(Stored items)
******************************

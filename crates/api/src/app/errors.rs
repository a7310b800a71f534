use axum::http::StatusCode;
use axum::response::IntoResponse;
use serde_json::json;

use assetdesk_core::{DomainError, ValidationError};
use assetdesk_infra::ServiceError;

/// Build a JSON error response with a stable code and a human-readable detail.
pub fn json_error(status: StatusCode, code: &'static str, detail: impl Into<String>) -> axum::response::Response {
    (
        status,
        axum::Json(json!({
            "error": code,
            "detail": detail.into(),
        })),
    )
        .into_response()
}

/// Validation failures also name the offending field.
pub fn validation_error(err: &ValidationError) -> axum::response::Response {
    (
        StatusCode::BAD_REQUEST,
        axum::Json(json!({
            "error": err.rule(),
            "detail": err.to_string(),
            "field": err.field(),
        })),
    )
        .into_response()
}

pub fn domain_error_to_response(err: DomainError) -> axum::response::Response {
    match &err {
        DomainError::InvalidIdFormat(_) => {
            json_error(StatusCode::BAD_REQUEST, "invalid_id", err.to_string())
        }
        DomainError::NotFound(_) => json_error(StatusCode::NOT_FOUND, "not_found", err.to_string()),
        DomainError::Validation(v) => validation_error(v),
        DomainError::DuplicateName(_) => {
            json_error(StatusCode::BAD_REQUEST, "duplicate_name", err.to_string())
        }
        DomainError::OwnershipMismatch { .. } => {
            json_error(StatusCode::BAD_REQUEST, "ownership_mismatch", err.to_string())
        }
        DomainError::FirstSiteAutoCreated => json_error(
            StatusCode::BAD_REQUEST,
            "first_site_auto_created",
            err.to_string(),
        ),
        DomainError::LastSiteProtected => {
            json_error(StatusCode::BAD_REQUEST, "last_site_protected", err.to_string())
        }
    }
}

pub fn service_error_to_response(err: ServiceError) -> axum::response::Response {
    match err {
        ServiceError::Domain(e) => domain_error_to_response(e),
        ServiceError::Store(e) => {
            tracing::error!(error = %e, "document store failure");
            json_error(StatusCode::INTERNAL_SERVER_ERROR, "store_error", e.to_string())
        }
    }
}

******************************

__What the task requires__
Give back the complete data, each line unchanged.

__Exercise response__
filename crates/api/src/app/errors.rs
repository a7310b800a71f534
use axum::http::StatusCode;
use axum::response::IntoResponse;
use serde_json::json;

use assetdesk_core::{DomainError, ValidationError};
use assetdesk_infra::ServiceError;

/// Build a JSON error response with a stable code and a human-readable detail.
pub fn json_error(status: StatusCode, code: &'static str, detail: impl Into<String>) -> axum::response::Response {
    (
        status,
        axum::Json(json!({
            "error": code,
            "detail": detail.into(),
        })),
    )
        .into_response()
}

/// Validation failures also name the offending field.
pub fn validation_error(err: &ValidationError) -> axum::response::Response {
    (
        StatusCode::BAD_REQUEST,
        axum::Json(json!({
            "error": err.rule(),
            "detail": err.to_string(),
            "field": err.field(),
        })),
    )
        .into_response()
}

pub fn domain_error_to_response(err: DomainError) -> axum::response::Response {
    match &err {
        DomainError::InvalidIdFormat(_) => {
            json_error(StatusCode::BAD_REQUEST, "invalid_id", err.to_string())
        }
        DomainError::NotFound(_) => json_error(StatusCode::NOT_FOUND, "not_found", err.to_string()),
        DomainError::Validation(v) => validation_error(v),
        DomainError::DuplicateName(_) => {
            json_error(StatusCode::BAD_REQUEST, "duplicate_name", err.to_string())
        }
        DomainError::OwnershipMismatch { .. } => {
            json_error(StatusCode::BAD_REQUEST, "ownership_mismatch", err.to_string())
        }
        DomainError::FirstSiteAutoCreated => json_error(
            StatusCode::BAD_REQUEST,
            "first_site_auto_created",
            err.to_string(),
        ),
        DomainError::LastSiteProtected => {
            json_error(StatusCode::BAD_REQUEST, "last_site_protected", err.to_string())
        }
    }
}

pub fn service_error_to_response(err: ServiceError) -> axum::response::Response {
    match err {
        ServiceError::Domain(e) => domain_error_to_response(e),
        ServiceError::Store(e) => {
            tracing::error!(error = %e, "document store failure");
            json_error(StatusCode::INTERNAL_SERVER_ERROR, "store_error", e.to_string())
        }
    }
}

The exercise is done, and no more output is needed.